Think before you throw out the trimmings and bones from your next lamb roast. Lamb broth will provide similar nutritional benefits to your gelatin-rich beef broth, but with the comforting flavour of lamb to add variety to your soups. You can also have it on its own for a nutritious and gut-friendly soup.
Makes: 1L
=R1=
Servings
1L
Prep time
Cook time
Recipe
Ingredients
- 60mL extra-virgin coconut oil
- 1kg lamb marrow bones
- 2L filtered water
- 2 carrots, peeled & roughly chopped
- 2 celery stalks, roughly chopped
- 3 garlic cloves
- 1 onion, peeled & quartered
- 1 bay leaf
- 2 tbsp apple-cider vinegar
- Celtic sea salt & freshly cracked black pepper, to taste
Method
- Preheat oven to 200°C.
- Place flameproof casserole dish on stovetop over medium heat and melt coconut oil.
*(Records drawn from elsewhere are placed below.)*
use std::fmt;
use std::time::Duration;

use crate::RetryConfig;

/// Retry a closure with exponential backoff + jitter while `is_retryable`
/// accepts the error.
///
/// Gives up when `max_retries` is reached or when the next sleep would push
/// the total time spent waiting past `max_elapsed_ms`; the last error is
/// returned in both cases. Errors rejected by `is_retryable` are returned
/// immediately.
pub fn retry_with_backoff<T, E: fmt::Display>(
    config: &RetryConfig,
    op_name: &str,
    is_retryable: impl Fn(&E) -> bool,
    mut f: impl FnMut() -> std::result::Result<T, E>,
) -> std::result::Result<T, E> {
    let mut delay_ms = config.retry_delay_ms;
    let mut waited_ms: u64 = 0;
    let mut attempt = 0usize;

    loop {
        let err = match f() {
            Ok(val) => return Ok(val),
            Err(e) => e,
        };
        if !is_retryable(&err) {
            return Err(err);
        }
        if attempt >= config.max_retries {
            tracing::warn!("{op_name}: giving up after {} attempts: {err}", attempt + 1);
            return Err(err);
        }

        let jitter = rand::random::<u64>() % delay_ms.max(1);
        let sleep_ms = delay_ms.saturating_add(jitter);
        if waited_ms.saturating_add(sleep_ms) > config.max_elapsed_ms {
            tracing::warn!(
                "{op_name}: backoff budget of {}ms exhausted after {} attempts: {err}",
                config.max_elapsed_ms,
                attempt + 1,
            );
            return Err(err);
        }

        attempt += 1;
        tracing::warn!(
            "{op_name}: transient error (attempt {attempt}/{}), retrying in {sleep_ms}ms: {err}",
            config.max_retries,
        );
        std::thread::sleep(Duration::from_millis(sleep_ms));
        waited_ms = waited_ms.saturating_add(sleep_ms);
        delay_ms = delay_ms.saturating_mul(2).min(config.retry_max_delay_ms);
    }
}

#[cfg(test)]
mod tests {
    use std::cell::Cell;

    use super::*;

    fn fast_config(max_retries: usize) -> RetryConfig {
        RetryConfig {
            max_retries,
            retry_delay_ms: 0,
            retry_max_delay_ms: 0,
            max_elapsed_ms: 1_000,
        }
    }

    #[test]
    fn succeeds_after_transient_failures() {
        let calls = Cell::new(0);
        let result: Result<u32, String> = retry_with_backoff(
            &fast_config(5),
            "put",
            |_| true,
            || {
                calls.set(calls.get() + 1);
                if calls.get() < 3 {
                    Err("throttled".to_string())
                } else {
                    Ok(7)
                }
            },
        );
        assert_eq!(result.unwrap(), 7);
        assert_eq!(calls.get(), 3);
    }

    #[test]
    fn non_retryable_error_returns_immediately() {
        let calls = Cell::new(0);
        let result: Result<(), String> = retry_with_backoff(
            &fast_config(5),
            "put",
            |_| false,
            || {
                calls.set(calls.get() + 1);
                Err("access denied".to_string())
            },
        );
        assert_eq!(result.unwrap_err(), "access denied");
        assert_eq!(calls.get(), 1);
    }

    #[test]
    fn stops_at_max_retries() {
        let calls = Cell::new(0);
        let result: Result<(), String> = retry_with_backoff(
            &fast_config(2),
            "put",
            |_| true,
            || {
                calls.set(calls.get() + 1);
                Err("throttled".to_string())
            },
        );
        assert!(result.is_err());
        assert_eq!(calls.get(), 3);
    }

    #[test]
    fn stops_when_budget_is_exhausted() {
        let config = RetryConfig {
            max_retries: 100,
            retry_delay_ms: 20,
            retry_max_delay_ms: 20,
            max_elapsed_ms: 50,
        };
        let calls = Cell::new(0);
        let start = std::time::Instant::now();
        let result: Result<(), String> = retry_with_backoff(
            &config,
            "put",
            |_| true,
            || {
                calls.set(calls.get() + 1);
                Err("throttled".to_string())
            },
        );
        assert!(result.is_err());
        // Each sleep is at least 20ms, so at most two fit in 50ms.
        assert!(calls.get() <= 3, "made {} calls", calls.get());
        assert!(start.elapsed() < Duration::from_secs(2));
    }
}
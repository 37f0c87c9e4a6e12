use std::process::{Command, ExitStatus, Stdio};
use std::time::{Duration, Instant};

const POLL_INTERVAL: Duration = Duration::from_millis(100);

/// Build a `sh -c` command for a script line.
pub fn command_for_script(script: &str) -> Command {
    let mut cmd = Command::new("sh");
    cmd.arg("-c").arg(script);
    cmd
}

/// Run a shell script with a timeout, letting its output flow to our own
/// stdout/stderr so it lands in the boot log. The child is killed if it does
/// not finish in time.
pub fn run_script_with_timeout(script: &str, timeout: Duration) -> std::io::Result<ExitStatus> {
    let mut child = command_for_script(script)
        .stdin(Stdio::null())
        .stdout(Stdio::inherit())
        .stderr(Stdio::inherit())
        .spawn()?;

    let deadline = Instant::now() + timeout;
    loop {
        if let Some(status) = child.try_wait()? {
            return Ok(status);
        }
        if Instant::now() >= deadline {
            let _ = child.kill();
            let _ = child.wait();
            return Err(std::io::Error::new(
                std::io::ErrorKind::TimedOut,
                format!("command timed out after {} seconds", timeout.as_secs()),
            ));
        }
        std::thread::sleep(POLL_INTERVAL);
    }
}
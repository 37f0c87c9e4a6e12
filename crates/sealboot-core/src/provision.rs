//! Orchestrator-facing glue: write a machine's bootstrap document, launch
//! the instance with a stub, and clean up on teardown.

use sealboot_store::{SecretStore, Tags};

use crate::codec;
use crate::config::SealbootConfig;
use crate::deleter::delete_chunks;
use crate::error::{Result, SealbootError};
use crate::stub::{StubParams, render_stub};
use crate::tags::MachineIdentity;
use crate::writer::{ChunkWriter, RetryPolicy};

/// What the orchestrator tracks for one machine.
#[derive(Debug, Clone, Default, PartialEq, Eq)]
pub struct MachineRecord {
    pub name: String,
    pub cluster: String,
    pub role: String,
    pub additional_tags: Tags,
    /// Uncompressed bootstrap document.
    pub payload: Vec<u8>,
    pub secret_prefix: Option<String>,
    pub secret_count: u32,
}

impl MachineRecord {
    pub fn new(name: &str, cluster: &str, role: &str, payload: Vec<u8>) -> Self {
        Self {
            name: name.to_string(),
            cluster: cluster.to_string(),
            role: role.to_string(),
            payload,
            ..Self::default()
        }
    }

    pub fn identity(&self) -> MachineIdentity {
        MachineIdentity {
            cluster: self.cluster.clone(),
            machine: self.name.clone(),
            role: self.role.clone(),
            additional: self.additional_tags.clone(),
        }
    }
}

/// Creates a compute instance whose launch metadata is `stub`.
pub trait InstanceLauncher {
    fn launch(&self, machine_name: &str, stub: &str) -> Result<()>;
}

pub struct Provisioner<'a> {
    store: &'a dyn SecretStore,
    config: &'a SealbootConfig,
    policy: RetryPolicy,
}

impl<'a> Provisioner<'a> {
    pub fn new(store: &'a dyn SecretStore, config: &'a SealbootConfig) -> Self {
        Self {
            store,
            config,
            policy: RetryPolicy::default(),
        }
    }

    pub fn with_policy(mut self, policy: RetryPolicy) -> Self {
        self.policy = policy;
        self
    }

    /// Store the machine's payload and launch it with a bootstrap stub.
    ///
    /// The prefix and count are recorded on `machine` as soon as any chunk
    /// is committed, even if the write then fails, so [`teardown`] can
    /// remove exactly what was written.
    ///
    /// [`teardown`]: Provisioner::teardown
    pub fn provision(
        &self,
        machine: &mut MachineRecord,
        launcher: &dyn InstanceLauncher,
    ) -> Result<()> {
        let compressed = codec::gzip(&machine.payload)?;
        let writer = ChunkWriter::new(self.store, &self.config.writer, &self.config.retry)
            .with_policy(self.policy.clone());

        let receipt = match writer.write(
            &machine.identity(),
            &compressed,
            machine.secret_prefix.as_deref(),
        ) {
            Ok(receipt) => receipt,
            Err(err) => {
                if let SealbootError::PartialWrite {
                    prefix, committed, ..
                } = &err
                {
                    if *committed > 0 {
                        record(machine, prefix, *committed);
                    }
                }
                return Err(err);
            }
        };
        record(machine, &receipt.prefix, receipt.committed);

        let stub = render_stub(&StubParams {
            region: self.config.store.region.clone(),
            endpoint: self.config.store.endpoint.clone(),
            prefix: receipt.prefix.clone(),
            chunks: receipt.committed,
            binary: self.config.reconstruct.binary.clone(),
            final_path: self.config.reconstruct.final_path.clone(),
        })?;

        tracing::info!(
            "launching machine '{}' with {} chunk(s) under {}",
            machine.name,
            receipt.committed,
            receipt.prefix
        );
        launcher.launch(&machine.name, &stub)
    }

    /// Delete the machine's recorded chunks and forget them.
    ///
    /// The record is left untouched when deletion fails so the call can be
    /// repeated.
    pub fn teardown(&self, machine: &mut MachineRecord) -> Result<()> {
        let Some(prefix) = machine.secret_prefix.clone() else {
            tracing::debug!("machine '{}' has no stored bootstrap data", machine.name);
            return Ok(());
        };
        if machine.secret_count == 0 {
            return Err(SealbootError::MissingSecretCount(prefix));
        }

        delete_chunks(self.store, &prefix, machine.secret_count)?;
        machine.secret_prefix = None;
        machine.secret_count = 0;
        Ok(())
    }
}

// A rewrite under a reused prefix may be shorter than the previous one;
// keep the larger count so teardown still covers every chunk.
fn record(machine: &mut MachineRecord, prefix: &str, committed: u32) {
    let reused = machine.secret_prefix.as_deref() == Some(prefix);
    machine.secret_count = if reused {
        machine.secret_count.max(committed)
    } else {
        committed
    };
    machine.secret_prefix = Some(prefix.to_string());
}
use sealboot_store::StoreError;
use thiserror::Error;

pub type Result<T> = std::result::Result<T, SealbootError>;

#[derive(Debug, Error)]
pub enum SealbootError {
    #[error("store error: {0}")]
    Store(#[from] StoreError),

    #[error("write to '{prefix}' aborted after {committed} committed chunk(s): {source}")]
    PartialWrite {
        prefix: String,
        committed: u32,
        #[source]
        source: StoreError,
    },

    #[error("failed to delete {} chunk(s) under '{prefix}': {}", .failures.len(), join_errors(.failures))]
    Cleanup {
        prefix: String,
        failures: Vec<StoreError>,
    },

    #[error("base64 decode error: {0}")]
    Encoding(String),

    #[error("decompression error: {0}")]
    Decompression(String),

    #[error("apply step failed: {0}")]
    Apply(String),

    #[error("bootstrap payload is empty")]
    EmptyPayload,

    #[error("invalid prefix '{0}'")]
    InvalidPrefix(String),

    #[error("secret prefix '{0}' is recorded but its chunk count is not set")]
    MissingSecretCount(String),

    #[error("bootstrap stub is {size} bytes, exceeding the {limit}-byte launch metadata limit")]
    StubTooLarge { size: usize, limit: usize },

    #[error("configuration error: {0}")]
    Config(String),

    #[error("I/O error: {0}")]
    Io(#[from] std::io::Error),
}

impl SealbootError {
    /// Chunks known to be written when this error was raised. Lets callers
    /// record an exact range for later deletion.
    pub fn committed_chunks(&self) -> Option<u32> {
        match self {
            SealbootError::PartialWrite { committed, .. } => Some(*committed),
            _ => None,
        }
    }
}

fn join_errors(errors: &[StoreError]) -> String {
    errors
        .iter()
        .map(|e| e.to_string())
        .collect::<Vec<_>>()
        .join("; ")
}
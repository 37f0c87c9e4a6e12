use crate::codec::{
    MAX_CHUNK_CHARS, chunk_count, decode, decode_file, encode, gunzip, gunzip_file, gzip,
    reassemble, split_chunks,
};
use crate::error::SealbootError;
use crate::testutil::noisy_payload;

#[test]
fn round_trip_through_chunks() {
    let document = noisy_payload(20_000);
    let encoded = encode(&gzip(&document).unwrap());
    let chunks = split_chunks(&encoded, MAX_CHUNK_CHARS);
    assert!(chunks.len() > 1);

    let rebuilt = gunzip(&decode(&reassemble(&chunks)).unwrap()).unwrap();
    assert_eq!(rebuilt, document);
}

#[test]
fn chunks_respect_limit_and_count_formula() {
    let encoded = encode(&gzip(&noisy_payload(30_000)).unwrap());
    let chunks = split_chunks(&encoded, MAX_CHUNK_CHARS);

    assert_eq!(chunks.len(), chunk_count(encoded.len(), MAX_CHUNK_CHARS));
    assert!(chunks.iter().all(|c| c.len() <= MAX_CHUNK_CHARS));
    let (last, full) = chunks.split_last().unwrap();
    assert!(full.iter().all(|c| c.len() == MAX_CHUNK_CHARS));
    assert!(!last.is_empty());
}

#[test]
fn split_12001_chars_into_four_chunks() {
    let encoded = "A".repeat(12_001);
    let lengths: Vec<usize> = split_chunks(&encoded, 4000).iter().map(|c| c.len()).collect();
    assert_eq!(lengths, vec![4000, 4000, 4000, 1]);
    assert_eq!(chunk_count(12_001, 4000), 4);
}

#[test]
fn exact_multiple_has_no_trailing_empty_chunk() {
    let encoded = "B".repeat(8000);
    assert_eq!(split_chunks(&encoded, 4000).len(), 2);
    assert!(split_chunks("", 4000).is_empty());
}

#[test]
fn decode_rejects_invalid_base64() {
    assert!(matches!(decode("not base64!!"), Err(SealbootError::Encoding(_))));
}

#[test]
fn gunzip_rejects_garbage() {
    assert!(matches!(
        gunzip(b"definitely not gzip"),
        Err(SealbootError::Decompression(_))
    ));
}

#[test]
fn streaming_decoders_match_in_memory_ones() {
    let tmp = tempfile::tempdir().unwrap();
    let document = b"#cloud-config\nruncmd:\n  - echo hello\n".repeat(200);
    let encoded = encode(&gzip(&document).unwrap());

    let b64 = tmp.path().join("doc.b64.gz");
    let gz = tmp.path().join("doc.gz");
    let out = tmp.path().join("doc");
    std::fs::write(&b64, &encoded).unwrap();

    decode_file(&b64, &gz).unwrap();
    gunzip_file(&gz, &out).unwrap();
    assert_eq!(std::fs::read(&out).unwrap(), document);
}

#[test]
fn decode_file_reports_encoding_error() {
    let tmp = tempfile::tempdir().unwrap();
    let b64 = tmp.path().join("bad.b64.gz");
    std::fs::write(&b64, "@@@@").unwrap();
    let err = decode_file(&b64, &tmp.path().join("bad.gz")).unwrap_err();
    assert!(matches!(err, SealbootError::Encoding(_)), "got: {err}");
}

#[test]
fn gunzip_file_reports_decompression_error() {
    let tmp = tempfile::tempdir().unwrap();
    let gz = tmp.path().join("bad.gz");
    std::fs::write(&gz, b"plain text, not gzip").unwrap();
    let err = gunzip_file(&gz, &tmp.path().join("bad")).unwrap_err();
    assert!(matches!(err, SealbootError::Decompression(_)), "got: {err}");
}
Add bones and stir to coat. Add lid and transfer casserole dish to oven. Bake for 30 mins or until bones are browned.
- Transfer to stovetop, cover with filtered water and add remaining ingredients, including seasoning. Bring to boil, then reduce heat as low as possible and simmer for 4–6 hours. Add a little more filtered water from time to time if necessary.
- Remove from heat and allow to cool, then strain and refrigerate until fat congeals on top. Skim off fat and store stock in airtight container in fridge or freezer or freeze in ice-cube trays.
- Tip: You can make bone broths in a slow-cooker. Cook on low for up to 24 hours, topping up with filtered water if it reduces too much.